Turnaround hopefuls bring on official with innovation pedigree

When the first graduates of Green Dot Charter High School move on to college next year, the school’s founder is hoping to manage two more schools in the Bronx.

Steve Barr’s renamed organization, Future is Now Schools, is planning to take over a middle school and a high school in the South Bronx in fall 2012. But unlike in Green Dot’s model, Future is Now wants the two schools to remain district schools, not become charter schools.

That model, which the group announced in March, still requires complicated negotiations over teacher contracts, and especially teacher evaluations, where the city and Future is Now differ greatly. For now, FIN is growing its staff, developing curriculum, and continuing its three-way negotiations with the UFT and the city.

“We’ve made good progress and have come to a general agreement on the form of an evaluation system that is based on Green Dot’s,” said Gideon Stein, FIN’s president. “The difficulty has been all of the other priorities that the DOE and the city have.”

FIN’s most recent hire strengthens the group’s alignment with one of the DOE’s top priorities: Pushing models that blend online and in-person instruction through the two-year-old Innovation Zone. This week, Barr brought on Daniel Gohl, who was previously in charge of innovation efforts in Newark’s public school system, as the company’s chief academic officer.

When Barr relaunched his organization this spring, he used its new name to call attention to his increasing priority of technology in education. That’s a passion for Gohl, who wants to see software programs, smartphone apps, and iPads become tools for everything from tracking learning gains to keeping students from roaming the hallways during class.

Gohl said how FIN schools use technology will set them apart from other charter school operators and school support networks. Many charter schools use technology to monitor student progress, but FIN’s new schools will involve technology in the classroom, he said.

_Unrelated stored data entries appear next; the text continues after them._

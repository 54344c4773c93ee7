// Copyright (c) 2025 Jonathan Fontanez
// SPDX-License-Identifier: BUSL-1.1

//! Rough initial period estimate used to seed the loop filter.

use serde::{Deserialize, Serialize};

use crate::core::events::{ChannelId, Timetag};
use crate::core::{ClockLockError, Result};

/// Mean clock spacing over the bootstrap window.
#[derive(Debug, Clone, Copy, PartialEq, Serialize, Deserialize)]
pub struct PeriodEstimate {
    pub period: f64,
    pub frequency: f64,
    /// Clock tags found in the window
    pub clock_count: usize,
    pub first_clock: Timetag,
    pub last_clock: Timetag,
}

/// Estimate the clock period from the first `window` events.
///
/// Streams shorter than `window` are examined in full. The estimate only has
/// to be close enough for the loop to pull in; missing clock tags inside the
/// window bias it high.
pub fn estimate_period(
    channels: &[ChannelId],
    timetags: &[Timetag],
    clock_channel: ChannelId,
    window: usize,
) -> Result<PeriodEstimate> {
    let span = window.min(channels.len()).min(timetags.len());

    let mut clock_count = 0usize;
    let mut first_clock = None;
    let mut last_clock = None;
    for (&channel, &tag) in channels[..span].iter().zip(&timetags[..span]) {
        if channel == clock_channel {
            first_clock.get_or_insert(tag);
            last_clock = Some(tag);
            clock_count += 1;
        }
    }

    let (first_clock, last_clock) = match (first_clock, last_clock) {
        (Some(first), Some(last)) if clock_count >= 2 => (first, last),
        _ => {
            return Err(ClockLockError::InsufficientClockData {
                channel: clock_channel,
                window: span,
                found: clock_count,
            });
        }
    };

    let period = last_clock.abs_diff(first_clock) as f64 / (clock_count - 1) as f64;
    if period <= 0.0 {
        return Err(ClockLockError::InvalidInput(format!(
            "{} bootstrap clock tags on channel {} all share timetag {}",
            clock_count, clock_channel, first_clock
        )));
    }

    tracing::debug!(
        "Initial period estimate {:.3} from {} clock tags in {} events",
        period,
        clock_count,
        span
    );

    Ok(PeriodEstimate {
        period,
        frequency: 1.0 / period,
        clock_count,
        first_clock,
        last_clock,
    })
}
// Copyright (c) 2025 Jonathan Fontanez
// SPDX-License-Identifier: BUSL-1.1

mod batch;
mod incremental;

pub use batch::{LockRun, clock_lock, clock_lock_stream, run_batch};
pub use incremental::IncrementalClockLock;
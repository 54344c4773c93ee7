// Copyright (c) 2025 Jonathan Fontanez
// SPDX-License-Identifier: BUSL-1.1

//! Clock-lock configuration
//!
//! `PllConfig` carries everything the engines need: which channels to read,
//! how the recovered period is subdivided, loop-filter gains and the data
//! alignment policy. It can be built in code or loaded from a YAML, TOML or
//! JSON file.

use std::path::Path;

use serde::{Deserialize, Serialize};

use crate::core::events::ChannelId;
use crate::core::{ClockLockError, Result};

pub const DEFAULT_WINDOW: f64 = 0.5;
pub const DEFAULT_DERIV_GAIN: f64 = 1800.0;
pub const DEFAULT_PROP_GAIN: f64 = 2e-12;
pub const DEFAULT_BOOTSTRAP_WINDOW: usize = 1000;

/// How data events are accepted once their cycle position is known.
#[derive(Debug, Clone, Copy, PartialEq, Eq, Default, Serialize, Deserialize)]
#[serde(rename_all = "snake_case")]
pub enum AlignmentMode {
    /// Keep only events within `window` cycles of an expected pulse.
    #[default]
    Windowed,
    /// Keep every event after the guard period. Used while scanning the
    /// phase offset, where discarding would bias the result.
    Unconditional,
}

impl std::fmt::Display for AlignmentMode {
    fn fmt(&self, f: &mut std::fmt::Formatter<'_>) -> std::fmt::Result {
        match self {
            AlignmentMode::Windowed => write!(f, "windowed"),
            AlignmentMode::Unconditional => write!(f, "unconditional"),
        }
    }
}

impl std::str::FromStr for AlignmentMode {
    type Err = ClockLockError;

    fn from_str(s: &str) -> Result<Self> {
        match s.to_ascii_lowercase().as_str() {
            "windowed" => Ok(AlignmentMode::Windowed),
            "unconditional" | "agnostic" => Ok(AlignmentMode::Unconditional),
            other => Err(ClockLockError::Configuration(format!(
                "Unknown alignment mode '{}' (expected 'windowed' or 'unconditional')",
                other
            ))),
        }
    }
}

/// Configuration for the clock-recovery engines.
#[derive(Debug, Clone, PartialEq, Serialize, Deserialize)]
pub struct PllConfig {
    /// Channel carrying the reference clock pulses
    pub clock_channel: ChannelId,
    /// Channel carrying the detector events to align
    pub data_channel: ChannelId,
    /// Expected sub-pulses (e.g. laser pulses) per clock period
    pub pulses_per_clock: u32,
    /// Offset added to each event's phase before binning, in timetag units
    #[serde(default)]
    pub phase_offset: f64,
    /// Maximum distance, in cycles, from the nearest pulse (windowed mode)
    #[serde(default = "default_window")]
    pub window: f64,
    /// Derivative gain of the loop filter
    #[serde(default = "default_deriv_gain")]
    pub deriv_gain: f64,
    /// Proportional gain applied to the filtered phase error
    #[serde(default = "default_prop_gain")]
    pub prop_gain: f64,
    /// Clock pulses consumed to settle the loop before anything is reported
    #[serde(default)]
    pub guard_period: u64,
    /// Events examined for the initial period estimate
    #[serde(default = "default_bootstrap_window")]
    pub bootstrap_window: usize,
    #[serde(default)]
    pub alignment: AlignmentMode,
    /// Subdivision used for `relative_clocks`; defaults to `pulses_per_clock`
    #[serde(default)]
    pub clock_mult: Option<u32>,
    /// Events per chunk for the incremental engine
    #[serde(default)]
    pub chunk_size: Option<usize>,
}

fn default_window() -> f64 {
    DEFAULT_WINDOW
}

fn default_deriv_gain() -> f64 {
    DEFAULT_DERIV_GAIN
}

fn default_prop_gain() -> f64 {
    DEFAULT_PROP_GAIN
}

fn default_bootstrap_window() -> usize {
    DEFAULT_BOOTSTRAP_WINDOW
}

impl PllConfig {
    /// Config with default gains for the given channels.
    pub fn new(clock_channel: ChannelId, data_channel: ChannelId, pulses_per_clock: u32) -> Self {
        Self {
            clock_channel,
            data_channel,
            pulses_per_clock,
            phase_offset: 0.0,
            window: DEFAULT_WINDOW,
            deriv_gain: DEFAULT_DERIV_GAIN,
            prop_gain: DEFAULT_PROP_GAIN,
            guard_period: 0,
            bootstrap_window: DEFAULT_BOOTSTRAP_WINDOW,
            alignment: AlignmentMode::Windowed,
            clock_mult: None,
            chunk_size: None,
        }
    }

    pub fn with_phase_offset(mut self, phase_offset: f64) -> Self {
        self.phase_offset = phase_offset;
        self
    }

    pub fn with_window(mut self, window: f64) -> Self {
        self.window = window;
        self
    }

    pub fn with_gains(mut self, deriv_gain: f64, prop_gain: f64) -> Self {
        self.deriv_gain = deriv_gain;
        self.prop_gain = prop_gain;
        self
    }

    pub fn with_guard_period(mut self, guard_period: u64) -> Self {
        self.guard_period = guard_period;
        self
    }

    pub fn with_bootstrap_window(mut self, bootstrap_window: usize) -> Self {
        self.bootstrap_window = bootstrap_window;
        self
    }

    pub fn with_alignment(mut self, alignment: AlignmentMode) -> Self {
        self.alignment = alignment;
        self
    }

    pub fn with_clock_mult(mut self, clock_mult: u32) -> Self {
        self.clock_mult = Some(clock_mult);
        self
    }

    pub fn with_chunk_size(mut self, chunk_size: usize) -> Self {
        self.chunk_size = Some(chunk_size);
        self
    }

    /// Subdivision used for relative clocks.
    pub fn effective_clock_mult(&self) -> u32 {
        self.clock_mult.unwrap_or(self.pulses_per_clock)
    }

    pub fn validate(&self) -> Result<()> {
        if self.clock_channel == self.data_channel {
            return Err(ClockLockError::Configuration(format!(
                "clock_channel and data_channel are both {}",
                self.clock_channel
            )));
        }
        if self.pulses_per_clock == 0 {
            return Err(ClockLockError::Configuration(
                "pulses_per_clock must be at least 1".to_string(),
            ));
        }
        if self.clock_mult == Some(0) {
            return Err(ClockLockError::Configuration(
                "clock_mult must be at least 1".to_string(),
            ));
        }
        if self.bootstrap_window < 2 {
            return Err(ClockLockError::Configuration(format!(
                "bootstrap_window must be at least 2 (got {})",
                self.bootstrap_window
            )));
        }
        if self.chunk_size == Some(0) {
            return Err(ClockLockError::Configuration(
                "chunk_size must be at least 1".to_string(),
            ));
        }
        if !self.window.is_finite() || self.window < 0.0 {
            return Err(ClockLockError::Configuration(format!(
                "window must be a non-negative finite number (got {})",
                self.window
            )));
        }
        for (name, value) in [
            ("phase_offset", self.phase_offset),
            ("deriv_gain", self.deriv_gain),
            ("prop_gain", self.prop_gain),
        ] {
            if !value.is_finite() {
                return Err(ClockLockError::Configuration(format!(
                    "{} must be finite (got {})",
                    name, value
                )));
            }
        }
        Ok(())
    }

    /// Load and validate a config file. The format follows the extension:
    /// `.yaml`/`.yml`, `.toml` or `.json`.
    pub fn load(path: &Path) -> Result<Self> {
        let content = std::fs::read_to_string(path).map_err(|e| {
            ClockLockError::Configuration(format!("Failed to read {}: {}", path.display(), e))
        })?;

        let extension = path
            .extension()
            .and_then(|ext| ext.to_str())
            .map(str::to_ascii_lowercase);

        let config: Self = match extension.as_deref() {
            Some("yaml") | Some("yml") => serde_yaml::from_str(&content).map_err(|e| {
                ClockLockError::Configuration(format!("Failed to parse {}: {}", path.display(), e))
            })?,
            Some("toml") => toml::from_str(&content).map_err(|e| {
                ClockLockError::Configuration(format!("Failed to parse {}: {}", path.display(), e))
            })?,
            Some("json") => serde_json::from_str(&content).map_err(|e| {
                ClockLockError::Configuration(format!("Failed to parse {}: {}", path.display(), e))
            })?,
            _ => {
                return Err(ClockLockError::Configuration(format!(
                    "Unsupported config format for {} (expected .yaml, .toml or .json)",
                    path.display()
                )));
            }
        };

        config.validate()?;
        tracing::info!("Loaded clock-lock config from {}", path.display());
        Ok(config)
    }
}
// Copyright (c) 2025 Jonathan Fontanez
// SPDX-License-Identifier: BUSL-1.1

use std::path::Path;

use anyhow::Result;
use taglock::PllConfig;

/// Load a config file and print the resolved configuration as JSON.
pub fn show(path: &Path) -> Result<()> {
    let config = PllConfig::load(path)?;
    println!("{}", serde_json::to_string_pretty(&config)?);
    Ok(())
}
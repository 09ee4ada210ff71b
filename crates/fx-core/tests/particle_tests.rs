// Host-side tests for the particle simulation.

use fx_core::{Particle, ParticleField, PARTICLE_COUNT};
use glam::Vec2;
use rand::rngs::SmallRng;
use rand::SeedableRng;

fn rng(seed: u64) -> SmallRng {
    SmallRng::seed_from_u64(seed)
}

#[test]
fn field_spawns_exact_count_inside_bounds() {
    let bounds = Vec2::new(1280.0, 720.0);
    let field = ParticleField::new(bounds, &mut rng(1));
    assert_eq!(field.particles().len(), PARTICLE_COUNT);
    for p in field.particles() {
        assert!(p.pos.x >= 0.0 && p.pos.x < bounds.x);
        assert!(p.pos.y >= 0.0 && p.pos.y < bounds.y);
    }
}

#[test]
fn spawn_ranges_hold() {
    let bounds = Vec2::new(800.0, 600.0);
    let mut r = rng(2);
    for _ in 0..500 {
        let p = Particle::spawn(&mut r, bounds);
        assert!(p.size >= 0.5 && p.size < 2.5);
        assert!(p.opacity >= 0.2 && p.opacity < 0.7);
        assert!(p.vel.x.abs() <= 0.5);
        assert!(p.vel.y.abs() <= 0.5);
    }
}

#[test]
fn positions_stay_in_bounds_after_many_steps() {
    // Wrap-around invariant: [0, bound) on both axes no matter how long
    // the field runs.
    let bounds = Vec2::new(37.5, 19.25);
    let mut field = ParticleField::new(bounds, &mut rng(3));
    for _ in 0..10_000 {
        field.step();
        for p in field.particles() {
            assert!(p.pos.x >= 0.0 && p.pos.x < bounds.x, "x out of bounds: {}", p.pos.x);
            assert!(p.pos.y >= 0.0 && p.pos.y < bounds.y, "y out of bounds: {}", p.pos.y);
        }
    }
}

#[test]
fn wrap_moves_to_opposite_edge() {
    let bounds = Vec2::new(100.0, 100.0);
    let mut p = Particle {
        pos: Vec2::new(99.9, 0.1),
        vel: Vec2::new(0.3, -0.3),
        size: 1.0,
        opacity: 0.5,
    };
    p.step(bounds);
    // x wrapped past the right edge, y wrapped past the top edge
    assert!((p.pos.x - 0.2).abs() < 1e-4);
    assert!((p.pos.y - 99.8).abs() < 1e-3);
}

#[test]
fn zero_sized_bounds_do_not_poison_positions() {
    // A hidden iframe can report a 0-wide viewport; the field must clamp
    // instead of wrapping every coordinate to NaN.
    let mut field = ParticleField::new(Vec2::new(0.0, 100.0), &mut rng(9));
    for _ in 0..100 {
        field.step();
    }
    let bounds = field.bounds();
    assert!(bounds.x >= 1.0 && bounds.y >= 1.0);
    for p in field.particles() {
        assert!(p.pos.x.is_finite() && p.pos.y.is_finite());
        assert!(p.pos.x >= 0.0 && p.pos.x < bounds.x);
        assert!(p.pos.y >= 0.0 && p.pos.y < bounds.y);
    }
}

#[test]
fn resize_to_zero_bounds_clamps() {
    let mut r = rng(10);
    let mut field = ParticleField::new(Vec2::new(800.0, 600.0), &mut r);
    field.resize(Vec2::ZERO, &mut r);
    field.step();
    assert_eq!(field.bounds(), Vec2::ONE);
    for p in field.particles() {
        assert!(p.pos.x.is_finite() && p.pos.y.is_finite());
    }
}

#[test]
fn velocity_is_constant_over_lifetime() {
    let bounds = Vec2::new(640.0, 480.0);
    let mut field = ParticleField::new(bounds, &mut rng(4));
    let initial: Vec<Vec2> = field.particles().iter().map(|p| p.vel).collect();
    for _ in 0..1000 {
        field.step();
    }
    for (p, v0) in field.particles().iter().zip(initial) {
        assert_eq!(p.vel, v0);
    }
}

#[test]
fn resize_regenerates_wholesale() {
    let mut r = rng(5);
    let mut field = ParticleField::new(Vec2::new(1920.0, 1080.0), &mut r);
    let new_bounds = Vec2::new(375.0, 812.0);
    field.resize(new_bounds, &mut r);
    assert_eq!(field.particles().len(), PARTICLE_COUNT);
    assert_eq!(field.bounds(), new_bounds);
    for p in field.particles() {
        assert!(p.pos.x >= 0.0 && p.pos.x < new_bounds.x);
        assert!(p.pos.y >= 0.0 && p.pos.y < new_bounds.y);
    }
}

“The emphasis will be on the next generation of technology, individual applications to help students and also teachers and parents document their learning,” he said.

In a technology high school in Washington, D.C., where Gohl was principal during a revamp effort, he introduced three curriculum strains focused on areas of job growth in the Washington area: biotechnology, video game design, and broadcast technology. He also said he kept students’ schedules accessible on administrators’ phones.

“That way, when you see a kid wandering in the hallway, you can say, wait, you say you’re going to the bathroom on first floor, but you’re in English on third floor. What are you doing here?” he said.

Stein said FIN is so committed to the vision that if final agreements on teacher contracts remain elusive, turning those two unidentified Bronx schools into charters is still the back-up plan.

“If it’s not possible, and we need to do a charter first, we’ll just do that and come back. We’d postpone,” he said.